Sep 26, 2012

What do we talk about at IPI?

The Complexity of Modern Immigration

When most people think about immigration, they picture an Ellis Island situation.  Immigrants line up, the government checks them out, and in they come.  What people don’t realize is that immigration has changed completely in the last century.  There are now hundreds of pages of laws detailing who can enter the country, for what reasons, and in what circumstances.  There are almost 40 different types of visas, and still most of the people in the world do not qualify for any of them.  Even simple stuff – getting a student visa or a green card for your spouse – means filling out long forms and providing very specific supporting documentation.  Then you get to the really complicated stuff: visas for political asylum, for victims of domestic violence, for victims of trafficking.  Cases like that are often challenging even for experienced immigration attorneys, let alone people trying to file for themselves. People can ask their lawyers can I own firearm after a domestic violence charge? for the sake of safety.
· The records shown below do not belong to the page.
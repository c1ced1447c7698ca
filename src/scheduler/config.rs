//! Scheduler configuration
//!
//! Compile-time policy constants plus the runtime tunables and CPU
//! topology handed to `Scheduler::new`.

use alloc::vec::Vec;

use super::types::{CpuNum, SchedDuration, SchedPerformanceScale, SchedUtilization};

/// Maximum number of logical CPUs (width of `CpuMask`).
pub const MAX_CPUS: usize = 32;

/// Default minimum time slice granule.
pub const DEFAULT_MINIMUM_GRANULARITY_NS: SchedDuration = 1_000_000; // 1ms

/// Default target scheduling latency.
pub const DEFAULT_TARGET_LATENCY_NS: SchedDuration = 16_000_000; // 16ms

/// Predicted queue time below which a CPU in the same cluster is good enough.
pub const INTRA_CLUSTER_THRESHOLD_NS: SchedDuration = 25_000; // 25us

/// Predicted queue time a CPU in another cluster must exceed before it is stolen from.
pub const INTER_CLUSTER_THRESHOLD_NS: SchedDuration = 2_000_000; // 2ms

/// Maximum utilization a single deadline thread may have on a CPU.
pub const THREAD_UTILIZATION_MAX: SchedUtilization = SchedUtilization::ONE;

/// Maximum deadline utilization a CPU accepts.
pub const CPU_UTILIZATION_LIMIT: SchedUtilization = SchedUtilization::ONE;

/// Expected runtime decay rate when a thread runs less than predicted.
pub const EXPECTED_RUNTIME_ALPHA: SchedUtilization = SchedUtilization::from_ratio(1, 4);

/// Expected runtime growth rate when a thread runs more than predicted.
pub const EXPECTED_RUNTIME_BETA: SchedUtilization = SchedUtilization::from_ratio(1, 2);

/// Runtime tunables.
#[derive(Clone, Copy, Debug, PartialEq, Eq)]
pub struct SchedConfig {
    /// Smallest time slice a fair thread receives.
    pub minimum_granularity_ns: SchedDuration,
    /// Period within which every runnable fair thread should run once.
    pub target_latency_ns: SchedDuration,
}

impl Default for SchedConfig {
    fn default() -> Self {
        Self {
            minimum_granularity_ns: DEFAULT_MINIMUM_GRANULARITY_NS,
            target_latency_ns: DEFAULT_TARGET_LATENCY_NS,
        }
    }
}

impl SchedConfig {
    pub fn validate(&self) -> Result<(), &'static str> {
        if self.minimum_granularity_ns <= 0 {
            return Err("minimum granularity must be positive");
        }
        if self.target_latency_ns < self.minimum_granularity_ns {
            return Err("target latency shorter than minimum granularity");
        }
        Ok(())
    }

    /// Target latency expressed in minimum granules.
    pub fn target_latency_grans(&self) -> i64 {
        self.target_latency_ns / self.minimum_granularity_ns
    }
}

// ============================================================================
// Topology
// ============================================================================

/// Static description of one logical CPU.
#[derive(Clone, Copy, Debug, PartialEq, Eq)]
pub struct CpuDescriptor {
    pub cluster: u32,
    pub performance_scale: SchedPerformanceScale,
}

/// One step of a CPU search order.
#[derive(Clone, Copy, Debug, PartialEq, Eq)]
pub struct SearchEntry {
    pub cpu: CpuNum,
    pub cluster: u32,
}

/// Order in which CPUs are considered when placing or stealing from the
/// point of view of one CPU: itself, its cluster, then the rest.
#[derive(Clone, Debug, Default, PartialEq, Eq)]
pub struct CpuSearchSet {
    entries: Vec<SearchEntry>,
}

impl CpuSearchSet {
    pub fn iter(&self) -> impl Iterator<Item = &SearchEntry> {
        self.entries.iter()
    }

    pub fn len(&self) -> usize {
        self.entries.len()
    }

    pub fn is_empty(&self) -> bool {
        self.entries.is_empty()
    }

    fn build(origin: CpuNum, cpus: &[CpuDescriptor]) -> Self {
        let count = cpus.len();
        let home = cpus[origin].cluster;
        let rotation = (0..count).map(|distance| (origin + distance) % count);

        let mut entries: Vec<SearchEntry> = rotation
            .clone()
            .filter(|&cpu| cpus[cpu].cluster == home)
            .map(|cpu| SearchEntry { cpu, cluster: home })
            .collect();
        entries.extend(
            rotation
                .filter(|&cpu| cpus[cpu].cluster != home)
                .map(|cpu| SearchEntry { cpu, cluster: cpus[cpu].cluster }),
        );
        Self { entries }
    }
}

/// CPU topology: clusters, relative performance and search orders.
#[derive(Clone, Debug, PartialEq, Eq)]
pub struct Topology {
    cpus: Vec<CpuDescriptor>,
    search_sets: Vec<CpuSearchSet>,
}

impl Topology {
    /// `count` identical CPUs in one cluster.
    pub fn uniform(count: usize) -> Result<Self, &'static str> {
        let clusters: Vec<u32> = (0..count).map(|_| 0).collect();
        Self::clustered(&clusters)
    }

    /// One CPU per entry, each tagged with its cluster id.
    pub fn clustered(clusters: &[u32]) -> Result<Self, &'static str> {
        if clusters.is_empty() {
            return Err("topology has no CPUs");
        }
        if clusters.len() > MAX_CPUS {
            return Err("topology exceeds MAX_CPUS");
        }
        let cpus = clusters
            .iter()
            .map(|&cluster| CpuDescriptor {
                cluster,
                performance_scale: SchedPerformanceScale::ONE,
            })
            .collect();
        let mut topology = Self {
            cpus,
            search_sets: Vec::new(),
        };
        topology.rebuild_search_sets();
        Ok(topology)
    }

    /// Set the relative performance of one CPU.
    pub fn with_performance_scale(
        mut self,
        cpu: CpuNum,
        scale: SchedPerformanceScale,
    ) -> Result<Self, &'static str> {
        if cpu >= self.cpus.len() {
            return Err("performance scale for unknown CPU");
        }
        if scale <= SchedPerformanceScale::ZERO || scale > SchedPerformanceScale::ONE {
            return Err("performance scale must be in (0, 1]");
        }
        self.cpus[cpu].performance_scale = scale;
        Ok(self)
    }

    pub fn cpu_count(&self) -> usize {
        self.cpus.len()
    }

    pub fn cpu(&self, cpu: CpuNum) -> &CpuDescriptor {
        &self.cpus[cpu]
    }

    pub fn search_set(&self, cpu: CpuNum) -> &CpuSearchSet {
        &self.search_sets[cpu]
    }

    fn rebuild_search_sets(&mut self) {
        self.search_sets = (0..self.cpus.len())
            .map(|cpu| CpuSearchSet::build(cpu, &self.cpus))
            .collect();
    }
}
Training Immigration Advocates

If we are going to guide immigrants through this labyrinthine system, we need to get familiar with it ourselves.  At IMMIGRANT PATHWAY Institute (IPI), we bring in presenters who specialize in these and many other areas of immigration law.  The goal is that students will, after getting some hands-on experience, be able to handle the simple stuff and know how to identify and refer out the complicated cases.  If our students are going to provide immigration advice, however, they need to know more than just the law.  The training has to touch on how to set up a legal practice, legal ethics, case management software, working with volunteers.

Added to all of that is the perspective we bring to the issues: we are a Christian organization motivated by a biblical mandate to serve immigrants and dedicated to working through local churches.  We help prepare our students to do immigration legal ministry by bringing in devotional speakers, leading lunch-time discussions on applications for ministry, and talking about applying biblical ethics to immigration practice.

As you can probably tell, we spend a busy week together.  I’ve been through the training 3 years in a row, and I know that I’ll keep learning in year 4.